*** Opening of Exercise data ***

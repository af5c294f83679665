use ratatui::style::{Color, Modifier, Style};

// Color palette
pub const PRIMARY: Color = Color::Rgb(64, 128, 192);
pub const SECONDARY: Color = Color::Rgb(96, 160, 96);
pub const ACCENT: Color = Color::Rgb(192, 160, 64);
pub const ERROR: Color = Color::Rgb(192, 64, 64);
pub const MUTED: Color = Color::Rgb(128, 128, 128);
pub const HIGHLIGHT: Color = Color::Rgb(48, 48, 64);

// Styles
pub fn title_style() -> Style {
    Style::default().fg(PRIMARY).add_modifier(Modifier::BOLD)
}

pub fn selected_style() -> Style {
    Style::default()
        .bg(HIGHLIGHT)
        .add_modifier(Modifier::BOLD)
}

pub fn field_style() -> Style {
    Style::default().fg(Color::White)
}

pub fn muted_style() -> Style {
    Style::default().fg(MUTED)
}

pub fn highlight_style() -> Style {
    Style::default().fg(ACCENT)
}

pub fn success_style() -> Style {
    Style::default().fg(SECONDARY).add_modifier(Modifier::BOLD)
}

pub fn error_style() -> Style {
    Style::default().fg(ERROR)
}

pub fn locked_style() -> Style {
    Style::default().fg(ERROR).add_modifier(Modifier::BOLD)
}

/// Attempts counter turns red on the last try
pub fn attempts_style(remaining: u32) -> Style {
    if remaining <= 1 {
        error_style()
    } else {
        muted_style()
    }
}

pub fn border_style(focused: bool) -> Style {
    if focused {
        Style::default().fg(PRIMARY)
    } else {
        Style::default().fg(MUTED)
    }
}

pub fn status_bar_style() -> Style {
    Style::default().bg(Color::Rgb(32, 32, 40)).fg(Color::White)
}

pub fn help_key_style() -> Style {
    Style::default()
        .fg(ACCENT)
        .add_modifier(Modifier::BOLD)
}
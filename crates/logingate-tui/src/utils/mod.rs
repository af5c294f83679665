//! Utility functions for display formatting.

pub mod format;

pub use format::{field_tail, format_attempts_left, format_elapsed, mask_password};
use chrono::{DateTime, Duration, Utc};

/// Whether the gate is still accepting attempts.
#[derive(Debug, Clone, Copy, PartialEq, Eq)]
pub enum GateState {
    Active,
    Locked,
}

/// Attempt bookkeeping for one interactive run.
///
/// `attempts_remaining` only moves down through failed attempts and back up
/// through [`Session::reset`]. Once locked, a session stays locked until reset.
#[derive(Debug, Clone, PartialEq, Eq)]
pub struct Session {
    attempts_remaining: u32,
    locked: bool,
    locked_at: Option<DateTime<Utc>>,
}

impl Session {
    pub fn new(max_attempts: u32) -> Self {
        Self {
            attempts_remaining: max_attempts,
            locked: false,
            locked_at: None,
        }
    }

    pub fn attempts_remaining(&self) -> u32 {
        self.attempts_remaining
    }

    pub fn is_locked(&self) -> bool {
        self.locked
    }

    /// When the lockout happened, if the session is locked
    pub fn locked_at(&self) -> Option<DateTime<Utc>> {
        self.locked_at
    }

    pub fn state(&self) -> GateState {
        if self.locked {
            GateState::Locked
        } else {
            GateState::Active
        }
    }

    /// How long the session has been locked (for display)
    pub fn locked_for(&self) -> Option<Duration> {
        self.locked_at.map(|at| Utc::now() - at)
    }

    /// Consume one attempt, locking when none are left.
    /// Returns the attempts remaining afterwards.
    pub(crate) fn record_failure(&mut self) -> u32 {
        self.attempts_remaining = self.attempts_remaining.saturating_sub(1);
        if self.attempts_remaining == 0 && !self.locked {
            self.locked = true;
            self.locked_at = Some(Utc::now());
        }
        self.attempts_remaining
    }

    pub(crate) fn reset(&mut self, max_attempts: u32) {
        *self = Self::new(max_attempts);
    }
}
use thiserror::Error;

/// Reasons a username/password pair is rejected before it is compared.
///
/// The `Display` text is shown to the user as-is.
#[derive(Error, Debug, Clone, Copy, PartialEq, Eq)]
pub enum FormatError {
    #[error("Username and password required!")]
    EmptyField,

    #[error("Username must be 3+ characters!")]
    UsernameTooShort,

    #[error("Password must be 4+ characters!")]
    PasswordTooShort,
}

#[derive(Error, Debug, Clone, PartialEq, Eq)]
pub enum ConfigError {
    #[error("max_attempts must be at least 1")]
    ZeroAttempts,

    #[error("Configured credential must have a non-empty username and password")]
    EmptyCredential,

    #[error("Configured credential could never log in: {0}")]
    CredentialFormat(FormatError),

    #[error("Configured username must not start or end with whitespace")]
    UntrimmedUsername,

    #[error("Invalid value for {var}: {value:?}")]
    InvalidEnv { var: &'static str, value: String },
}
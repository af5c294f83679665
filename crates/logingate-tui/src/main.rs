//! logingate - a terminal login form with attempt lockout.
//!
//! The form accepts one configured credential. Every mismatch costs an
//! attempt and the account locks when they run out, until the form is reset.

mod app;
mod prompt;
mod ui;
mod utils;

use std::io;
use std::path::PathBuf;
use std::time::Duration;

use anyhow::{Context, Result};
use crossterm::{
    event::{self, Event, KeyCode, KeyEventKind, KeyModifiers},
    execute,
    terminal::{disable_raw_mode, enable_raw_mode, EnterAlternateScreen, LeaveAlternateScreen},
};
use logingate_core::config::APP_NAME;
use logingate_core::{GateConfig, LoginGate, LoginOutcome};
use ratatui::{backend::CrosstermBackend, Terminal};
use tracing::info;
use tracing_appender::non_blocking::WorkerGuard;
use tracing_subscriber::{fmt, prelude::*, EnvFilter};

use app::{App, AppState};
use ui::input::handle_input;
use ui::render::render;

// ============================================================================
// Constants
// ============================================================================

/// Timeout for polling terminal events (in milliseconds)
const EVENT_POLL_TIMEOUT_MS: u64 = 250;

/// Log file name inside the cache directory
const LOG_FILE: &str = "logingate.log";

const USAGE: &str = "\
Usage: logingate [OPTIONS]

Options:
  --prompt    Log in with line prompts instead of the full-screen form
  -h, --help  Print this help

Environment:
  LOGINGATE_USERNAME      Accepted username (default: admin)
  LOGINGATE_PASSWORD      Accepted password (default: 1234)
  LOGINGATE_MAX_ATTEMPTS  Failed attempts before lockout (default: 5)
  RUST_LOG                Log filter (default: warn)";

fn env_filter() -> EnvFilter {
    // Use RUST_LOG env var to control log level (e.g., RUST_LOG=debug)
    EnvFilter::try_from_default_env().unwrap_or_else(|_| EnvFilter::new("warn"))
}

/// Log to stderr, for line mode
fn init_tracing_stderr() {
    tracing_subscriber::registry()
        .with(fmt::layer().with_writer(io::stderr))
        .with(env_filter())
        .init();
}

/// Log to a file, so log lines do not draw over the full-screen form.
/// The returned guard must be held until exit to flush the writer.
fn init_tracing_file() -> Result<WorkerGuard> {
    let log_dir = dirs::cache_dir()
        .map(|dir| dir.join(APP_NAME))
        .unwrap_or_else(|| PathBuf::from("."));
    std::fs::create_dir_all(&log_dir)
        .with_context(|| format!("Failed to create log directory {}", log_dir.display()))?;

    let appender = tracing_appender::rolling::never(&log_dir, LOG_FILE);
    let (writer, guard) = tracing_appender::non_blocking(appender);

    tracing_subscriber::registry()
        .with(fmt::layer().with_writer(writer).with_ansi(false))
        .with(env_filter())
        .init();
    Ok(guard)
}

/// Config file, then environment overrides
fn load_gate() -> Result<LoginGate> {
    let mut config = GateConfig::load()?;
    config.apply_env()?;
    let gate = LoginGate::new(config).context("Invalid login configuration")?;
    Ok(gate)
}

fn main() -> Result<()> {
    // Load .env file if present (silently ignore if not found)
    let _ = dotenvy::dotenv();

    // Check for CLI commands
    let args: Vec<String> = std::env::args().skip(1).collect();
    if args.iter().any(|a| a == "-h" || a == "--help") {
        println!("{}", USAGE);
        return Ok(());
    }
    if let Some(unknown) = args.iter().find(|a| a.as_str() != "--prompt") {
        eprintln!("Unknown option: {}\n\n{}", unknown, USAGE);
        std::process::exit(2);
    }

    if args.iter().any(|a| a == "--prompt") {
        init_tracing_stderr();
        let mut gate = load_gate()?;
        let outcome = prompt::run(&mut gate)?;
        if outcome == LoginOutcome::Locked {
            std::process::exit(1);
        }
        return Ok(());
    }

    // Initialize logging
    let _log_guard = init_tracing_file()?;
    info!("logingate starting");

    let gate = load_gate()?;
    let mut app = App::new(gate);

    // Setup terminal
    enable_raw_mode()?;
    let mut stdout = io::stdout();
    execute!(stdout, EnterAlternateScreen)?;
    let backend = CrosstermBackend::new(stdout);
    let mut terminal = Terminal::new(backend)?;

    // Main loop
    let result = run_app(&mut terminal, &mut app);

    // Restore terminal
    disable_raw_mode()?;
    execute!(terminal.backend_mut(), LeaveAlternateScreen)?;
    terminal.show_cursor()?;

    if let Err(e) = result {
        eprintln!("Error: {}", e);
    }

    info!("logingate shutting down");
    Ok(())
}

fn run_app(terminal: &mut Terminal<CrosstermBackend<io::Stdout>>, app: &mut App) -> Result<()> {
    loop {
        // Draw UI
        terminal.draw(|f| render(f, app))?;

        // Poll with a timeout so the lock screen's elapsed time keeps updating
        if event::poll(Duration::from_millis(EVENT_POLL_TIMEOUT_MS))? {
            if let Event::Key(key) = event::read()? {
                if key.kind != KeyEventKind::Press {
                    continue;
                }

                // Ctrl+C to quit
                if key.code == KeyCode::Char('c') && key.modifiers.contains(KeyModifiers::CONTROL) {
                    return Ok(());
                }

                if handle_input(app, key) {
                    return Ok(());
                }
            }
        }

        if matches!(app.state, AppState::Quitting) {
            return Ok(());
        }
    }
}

*** Close of Exercise data ***

### What needs to be done:
Copy word for word the stretch of entries above from the line that has "pub fn locked_style()" through the line that has "filename crates/logingate-tui/src/utils/mod.rs", both ends included, and nothing outside it.

### Output below:
pub fn locked_style() -> Style {
    Style::default().fg(ERROR).add_modifier(Modifier::BOLD)
}

/// Attempts counter turns red on the last try
pub fn attempts_style(remaining: u32) -> Style {
    if remaining <= 1 {
        error_style()
    } else {
        muted_style()
    }
}

pub fn border_style(focused: bool) -> Style {
    if focused {
        Style::default().fg(PRIMARY)
    } else {
        Style::default().fg(MUTED)
    }
}

pub fn status_bar_style() -> Style {
    Style::default().bg(Color::Rgb(32, 32, 40)).fg(Color::White)
}

pub fn help_key_style() -> Style {
    Style::default()
        .fg(ACCENT)
        .add_modifier(Modifier::BOLD)
}
filename crates/logingate-tui/src/utils/mod.rs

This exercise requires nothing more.